Le Premier ministre grec Georges Papandréou n'a pas exclu d'organiser un référendum sur "les grands changements" politiques et économiques que son gouvernement envisage de réaliser prochainement.

"Je suis prêt à procéder à de grands changements et dans ce cadre on pourrait aussi utiliser l'institution du référendum pour avoir le plus grand consensus possible (...)", a indiqué M. Papandréou au cours d'une réunion-marathon du conseil des ministres dans la nuit de lundi à mardi.

Il a demandé au ministre de l'Intérieur et d'Admiministration, Yannis Ragoussis, "d'élaborer les réglementations législatives adéquates qui permettraient d'appliquer cet outil démocratique, prévu par la Constitution, quand on aura besoin".

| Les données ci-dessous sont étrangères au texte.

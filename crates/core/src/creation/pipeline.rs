//! Episode creation pipeline.

use std::sync::Arc;

use chrono::{Duration, Utc};
use thiserror::Error;
use tracing::{debug, info};

use crate::artifact_store::{ArtifactStore, ArtifactStoreError};
use crate::episode::{Episode, EpisodeStatus, Repository, RepositoryError};
use crate::events::{EventHandle, StatusChange};
use crate::media_backend::{CreateJobRequest, MediaBackend, MediaBackendError};
use crate::metrics;
use crate::polling::PollingConfig;
use crate::queue::{
    CreateEpisodesMessage, PollEpisodesStatusMessage, Queue, QueueError, TOPIC_POLL_STATUS,
};

use super::title::derive_title;

/// Error type for episode creation.
#[derive(Debug, Error)]
pub enum CreateError {
    /// Repository failed.
    #[error("Repository error: {0}")]
    Repository(#[from] RepositoryError),

    /// Media backend rejected or failed a job submission.
    #[error("Media backend error: {0}")]
    MediaBackend(#[from] MediaBackendError),

    /// Artifact store failed to presign a destination.
    #[error("Artifact store error: {0}")]
    ArtifactStore(#[from] ArtifactStoreError),

    /// Queue publish failed.
    #[error("Queue error: {0}")]
    Queue(#[from] QueueError),

    /// Poll message could not be encoded.
    #[error("Failed to encode poll message: {0}")]
    Encode(String),
}

/// Turns creation requests into episode records and remote processing jobs.
///
/// A request creates one episode per variant group. Failure of any group
/// aborts the whole batch; the queue's at-least-once delivery retries the
/// request, which creates fresh episodes (creation is not idempotent across
/// redelivery - a known, accepted gap).
pub struct EpisodeCreator {
    repository: Arc<dyn Repository>,
    media_backend: Arc<dyn MediaBackend>,
    artifact_store: Arc<dyn ArtifactStore>,
    queue: Arc<dyn Queue>,
    events: EventHandle,
    polling: PollingConfig,
}

impl EpisodeCreator {
    /// Create a new episode creator.
    pub fn new(
        repository: Arc<dyn Repository>,
        media_backend: Arc<dyn MediaBackend>,
        artifact_store: Arc<dyn ArtifactStore>,
        queue: Arc<dyn Queue>,
        events: EventHandle,
        polling: PollingConfig,
    ) -> Self {
        Self {
            repository,
            media_backend,
            artifact_store,
            queue,
            events,
            polling,
        }
    }

    /// Process one creation request.
    ///
    /// On success every group has a persisted `created` episode, one
    /// status-poll message covers the whole batch, and one status-change
    /// event batch was emitted.
    pub async fn create_episodes(
        &self,
        message: &CreateEpisodesMessage,
    ) -> Result<Vec<Episode>, CreateError> {
        let mut created = Vec::with_capacity(message.variant_groups.len());
        for group in &message.variant_groups {
            let episode = self.create_one(message, group).await?;
            debug!(
                "Created episode {}/{} \"{}\" (job {:?})",
                episode.user_id, episode.id, episode.title, episode.remote_job_id
            );
            created.push(episode);
        }

        if created.is_empty() {
            return Ok(created);
        }

        self.publish_initial_poll(message, &created).await?;

        let changes: Vec<StatusChange> = created
            .iter()
            .map(|episode| StatusChange {
                episode: episode.clone(),
                old_status: EpisodeStatus::Undefined,
                new_status: EpisodeStatus::Created,
            })
            .collect();
        self.events.emit(changes).await;

        metrics::EPISODES_CREATED.inc_by(created.len() as u64);
        info!(
            "Created {} episode(s) for user {} from {}",
            created.len(),
            message.user_id,
            message.url
        );
        Ok(created)
    }

    /// Create one episode: allocate id, presign destination, submit the
    /// remote job, persist.
    async fn create_one(
        &self,
        message: &CreateEpisodesMessage,
        group: &[String],
    ) -> Result<Episode, CreateError> {
        let id = self.repository.next_episode_id(&message.user_id)?;
        let storage_key = format!("{}/episodes/{}.mp3", message.user_id, id);
        let destination_url = self.artifact_store.presigned_url(&storage_key).await?;

        let title = derive_title(group, &message.url);

        let remote_job_id = self
            .media_backend
            .create_upload_job(CreateJobRequest {
                source_url: message.url.clone(),
                mode: message.processing_mode,
                variants: group.to_vec(),
                destination_url,
            })
            .await?;

        let now = Utc::now();
        let episode = Episode {
            id,
            user_id: message.user_id.clone(),
            title,
            created_at: now,
            source_url: message.url.clone(),
            source_files: group.to_vec(),
            remote_job_id: Some(remote_job_id),
            artifact_url: self.artifact_store.url(&storage_key),
            storage_key,
            status: EpisodeStatus::Created,
            duration_secs: None,
            byte_length: None,
            media_format: "mp3".to_string(),
            updated_at: now,
        };
        self.repository.upsert_episode(&episode)?;
        Ok(episode)
    }

    /// Publish the first status-poll message covering the whole batch.
    async fn publish_initial_poll(
        &self,
        message: &CreateEpisodesMessage,
        created: &[Episode],
    ) -> Result<(), CreateError> {
        let now = Utc::now();
        let delay_secs = self.polling.initial_delay_secs;
        let poll = PollEpisodesStatusMessage {
            episode_ids: created.iter().map(|episode| episode.id.clone()).collect(),
            user_id: message.user_id.clone(),
            polling_started_at: Some(now),
            delay_secs: Some(delay_secs),
            poll_not_before: Some(now + Duration::milliseconds((delay_secs * 1000.0) as i64)),
            requeue_count: 0,
        };
        let payload = serde_json::to_vec(&poll).map_err(|e| CreateError::Encode(e.to_string()))?;
        self.queue.publish(TOPIC_POLL_STATUS, &payload).await?;
        Ok(())
    }
}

Pour M. Papandréou, "les changements envisagés ne concernent pas seulement le prochain vote au Parlement des mesures inclues dans le programme financier de moyen terme (2012-2015)", dictées par l'UE et le FMI en échange de la poursuite de l'aide financière au pays, mais aussi des changements dans "le modèle politique et économique" où dominait "le clientélisme".

Le Premier ministre a toutefois exclu des élections anticipées d'ici la fin de son mandat (en 2013) et s'est engagé à respecter l'accord conclu avec les créanciers du pays, l'UE et le FMI, portant sur l'assainissement de l'économie grecque.

"Aujourd'hui, la Grèce subit les répercussions d'une instabilité (financière) générale et cela nous oblige à prendre des décisions difficiles (...), les jours et les semaines qui suivent sont cruciaux", a-t-il dit.

Il a appelé "les députés à voter le programme financier (2012-2015) avec une grande majorité".

Vendredi, le gouvernement socialiste grec et la Troïka (UE-FMI-BCE) ont conclu des négociations pour l'adoption d'un nouveau volet d'économies budgétaires et l'accélération de privatisations en contrepartie d'une nouvelle aide financière de la zone euro au pays.

Depuis lors, la tension sociale ne cesse de monter. Dimanche, le nombre "d'indignés", les manifestants qui campent depuis plus de deux semaines devant le Parlement à Athènes, a atteint plus de 70.000 personnes.